This blog is intended to go along with Population: An Introduction to Concepts and Issues, by John R. Weeks, published by Cengage Learning. The latest edition is the 13th (it will be out in January 2020), but this blog is meant to complement any edition of the book by showing the way in which demographic issues are regularly in the news.

You can download an iPhone app for the 13th edition from the App Store (search for Weeks Population).

If you are a user of my textbook and would like to suggest a blog post idea, please email me at: john.weeks@sdsu.edu

Saturday, April 28, 2012

Unaccompanied Child Migrants to the US on the Increase

One of the more disturbing new migration trends is the increase in the number of unaccompanied minors crossing the border into the US. The Associated Press notes that:
On any given day this year, the U.S. Office of Refugee Resettlement has been caring for more than 2,100 unaccompanied child immigrants.While the issue of unaccompanied minors arriving in the U.S. isn't new, the scale of the recent increase is. From October 2011 through March, 5,252 kids landed in U.S. custody without a parent or guardian — a 93 percent increase from the same period the previous year, according to data released by the Department of Health and Human Services. In March alone, 1,390 kids arrived.
When apprehended, these kids are not just automatically sent back across the border.

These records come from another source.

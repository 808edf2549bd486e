//! Read-only clients for the three third-party data feeds the front-end
//! consumes: Jupiter (balances, prices in SOL), Helius (asset metadata),
//! DexScreener (trading pairs) and CoinGecko (SOL/USD). No shared cache, no
//! retries; every failure maps to one `ApiError` for the caller to surface.

mod balances;
mod pairs;
mod prices;

pub use balances::TokenRow;
pub use pairs::{PairLiquidity, PairToken, TokenPair};

use serde::de::DeserializeOwned;

use crate::errors::ApiError;

/// Thin wrapper around one `reqwest` client. The Helius RPC endpoint is
/// optional; without it balance rows fall back to mint-derived metadata.
#[derive(Debug, Clone)]
pub struct TokenClient {
    http: reqwest::Client,
    rpc_endpoint: Option<String>,
}

impl TokenClient {
    pub fn new(rpc_endpoint: Option<String>) -> Self {
        Self {
            http: reqwest::Client::new(),
            rpc_endpoint,
        }
    }

    pub(crate) fn rpc_endpoint(&self) -> Option<&str> {
        self.rpc_endpoint.as_deref()
    }

    pub(crate) async fn get_json<T: DeserializeOwned>(&self, url: &str) -> Result<T, ApiError> {
        let res = self.http.get(url).send().await?;
        if !res.status().is_success() {
            return Err(ApiError::Status(res.status().as_u16(), url.to_string()));
        }
        Ok(res.json::<T>().await?)
    }

    pub(crate) async fn post_json<T: DeserializeOwned>(
        &self,
        url: &str,
        body: &serde_json::Value,
    ) -> Result<T, ApiError> {
        let res = self.http.post(url).json(body).send().await?;
        if !res.status().is_success() {
            return Err(ApiError::Status(res.status().as_u16(), url.to_string()));
        }
        Ok(res.json::<T>().await?)
    }
}
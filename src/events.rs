use serde::{Deserialize, Serialize};

use crate::state::Deposit;
use crate::wheel::SpinScenario;

/// Cue for the presentation layer's audio hooks.
#[derive(Debug, Clone, Copy, PartialEq, Eq, Serialize, Deserialize)]
pub enum SoundCue {
    Deposit,
    UserDeposit,
    Win,
}

/// Everything the engine tells the outside world, in emission order.
#[derive(Debug, Clone, PartialEq, Serialize)]
pub enum RoundEvent {
    RoundStarted {
        round_id: u64,
    },
    DepositAccepted {
        deposit: Deposit,
        pot_after: f64,
        sound: SoundCue,
    },
    /// Active-phase countdown, once per second.
    CountdownTick {
        seconds: u32,
    },
    /// The round stopped taking deposits and a winner is being drawn.
    RoundLocked {
        round_id: u64,
    },
    SpinStarted {
        round_id: u64,
        rotation: f64,
        scenario: SpinScenario,
    },
    RoundSettled {
        round_id: u64,
        winner: String,
        amount: f64,
        sound: SoundCue,
    },
    /// Ended-phase countdown toward the next round, once per second.
    NewRoundTick {
        seconds: u32,
    },
    /// Wheel rotation snapped back to zero for the next round.
    WheelReset,
}
//! Headless any-token jackpot round simulator: the round state machine, the
//! donut-chart slice math, the dramatized wheel spin and the simulated
//! deposit feed, plus the wallet-facing helpers (balance/price aggregation
//! and the deposit transfer builder). Presentation stays outside; consumers
//! drive their UI from the event stream.

pub mod chart;
pub mod config;
pub mod constants;
pub mod engine;
pub mod errors;
pub mod events;
pub mod feed;
pub mod history;
pub mod state;
pub mod tokens;
pub mod tx;
pub mod wheel;

pub use config::{EngineConfig, FeedConfig};
pub use engine::EngineHandle;
pub use errors::{ApiError, EngineError, TxError};
pub use events::{RoundEvent, SoundCue};
pub use state::{Deposit, DepositRequest, PastDraw, RoundPhase, RoundSnapshot};
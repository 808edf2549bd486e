use std::collections::VecDeque;

use crate::state::PastDraw;

/// Bounded in-memory record of settled rounds, newest first.
#[derive(Debug, Clone)]
pub struct DrawHistory {
    cap: usize,
    draws: VecDeque<PastDraw>,
}

impl DrawHistory {
    pub fn new(cap: usize) -> Self {
        Self {
            cap,
            draws: VecDeque::with_capacity(cap),
        }
    }

    pub fn record(&mut self, draw: PastDraw) {
        self.draws.push_front(draw);
        while self.draws.len() > self.cap {
            self.draws.pop_back();
        }
    }

    pub fn recent(&self) -> impl Iterator<Item = &PastDraw> {
        self.draws.iter()
    }

    pub fn len(&self) -> usize {
        self.draws.len()
    }

    pub fn is_empty(&self) -> bool {
        self.draws.is_empty()
    }
}
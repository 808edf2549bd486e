//! Builds the outbound deposit transfer: one system transfer per selected
//! SOL row, one SPL transfer (plus destination ATA creation when needed) per
//! selected token row. The transaction leaves here unsigned; signing and
//! submission belong to the user's wallet.

use std::collections::HashSet;

use solana_client::nonblocking::rpc_client::RpcClient;
use solana_sdk::{
    instruction::Instruction, message::Message, native_token::LAMPORTS_PER_SOL, pubkey::Pubkey,
    system_instruction, transaction::Transaction,
};
use spl_associated_token_account::{
    get_associated_token_address, instruction::create_associated_token_account,
};

use crate::constants::NATIVE_MINT;
use crate::errors::TxError;
use crate::tokens::TokenRow;

/// Instruction list for the selected rows. Pure given an ATA-existence
/// oracle, so it can be exercised without a validator.
pub fn deposit_instructions(
    selected: &[TokenRow],
    wallet: &Pubkey,
    jackpot: &Pubkey,
    ata_exists: impl Fn(&Pubkey) -> bool,
) -> Result<Vec<Instruction>, TxError> {
    let mut ixs = Vec::new();

    for row in selected {
        let amount = row.selected_amount.unwrap_or(0.0);
        if amount <= 0.0 {
            continue;
        }

        if row.mint == NATIVE_MINT {
            let lamports = (amount * LAMPORTS_PER_SOL as f64).round() as u64;
            ixs.push(system_instruction::transfer(wallet, jackpot, lamports));
        } else {
            let mint: Pubkey = row.mint.parse()?;
            let from_ata = get_associated_token_address(wallet, &mint);
            let to_ata = get_associated_token_address(jackpot, &mint);

            if !ata_exists(&to_ata) {
                ixs.push(create_associated_token_account(
                    wallet,
                    jackpot,
                    &mint,
                    &spl_token::id(),
                ));
            }

            let raw = (amount * 10f64.powi(row.decimals as i32)).round() as u64;
            #[allow(deprecated)]
            let transfer =
                spl_token::instruction::transfer(&spl_token::id(), &from_ata, &to_ata, wallet, &[], raw)?;
            ixs.push(transfer);
        }
    }

    if ixs.is_empty() {
        return Err(TxError::NothingSelected);
    }
    Ok(ixs)
}

/// Resolves destination ATA existence and the recent blockhash over RPC and
/// returns the unsigned transaction, fee payer set to the wallet.
pub async fn build_deposit_transaction(
    rpc: &RpcClient,
    selected: &[TokenRow],
    wallet: &str,
    jackpot: &str,
) -> Result<Transaction, TxError> {
    if wallet.is_empty() {
        return Err(TxError::WalletNotConnected);
    }
    let wallet_pk: Pubkey = wallet.parse()?;
    let jackpot_pk: Pubkey = jackpot.parse()?;

    // One batched lookup for every destination ATA we might have to create.
    let mut candidates: HashSet<Pubkey> = HashSet::new();
    for row in selected {
        if row.selected_amount.unwrap_or(0.0) <= 0.0 || row.mint == NATIVE_MINT {
            continue;
        }
        let mint: Pubkey = row.mint.parse()?;
        candidates.insert(get_associated_token_address(&jackpot_pk, &mint));
    }

    let mut existing: HashSet<Pubkey> = HashSet::new();
    if !candidates.is_empty() {
        let atas: Vec<Pubkey> = candidates.into_iter().collect();
        let accounts = rpc.get_multiple_accounts(&atas).await?;
        for (ata, account) in atas.iter().zip(accounts) {
            if account.is_some() {
                existing.insert(*ata);
            }
        }
    }

    let ixs = deposit_instructions(selected, &wallet_pk, &jackpot_pk, |ata| {
        existing.contains(ata)
    })?;

    let blockhash = rpc.get_latest_blockhash().await?;
    let mut message = Message::new(&ixs, Some(&wallet_pk));
    message.recent_blockhash = blockhash;
    Ok(Transaction::new_unsigned(message))
}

Unaccompanied children are first processed by the Department of Homeland Security, and then turned over to the ORR while the deportation process begins. Once in a shelter, the search begins for their relatives or an acceptable custodian, while nonprofit organizations try to match the children with pro bono attorneys. When a custodian is found, the child can leave the shelter and await immigration proceedings.
Eighty percent of the children referred to the ORR end up in a shelter, according to a report released last month by the Vera Institute of Justice — a nonprofit that developed a program to better provide access to legal services for children. The average shelter stay is 61 days, and the report found that at least 65 percent of the kids end up with a sponsor in the U.S.
On this side of the border, people seem to be shaking their heads about this trend--not being sure what's going on. However, the Associated Press notes that the first ladies of the three countries most likely to be sending kids--Guatemala, Hondura, and Mexico--were in Washington, DC talking about this issue at a conference on unaccompanied minors (attended, in fact, by one of our doctoral students):
Mexico's first lady, Margarita Zavala, and Honduran counterpart Rosa Elena Bonilla de Lobo noted that tougher U.S. border security made it more difficult for parents working in the U.S. to return for their children, a suggestion as to why parents increasingly would put their children in a smuggler's care.
"The statistics are worrisome," said Rosa Maria Leal de Perez, Guatemala's first lady. "We've had 6,000 unaccompanied children repatriated in the last year."
So, as undocumented immigrants get stuck in the US because of tougher border enforcement, the children they have left behind get a bit more desperate to be reunited with their parents. This is unlikely to explain the entire situation, but it may well explain the recent increase.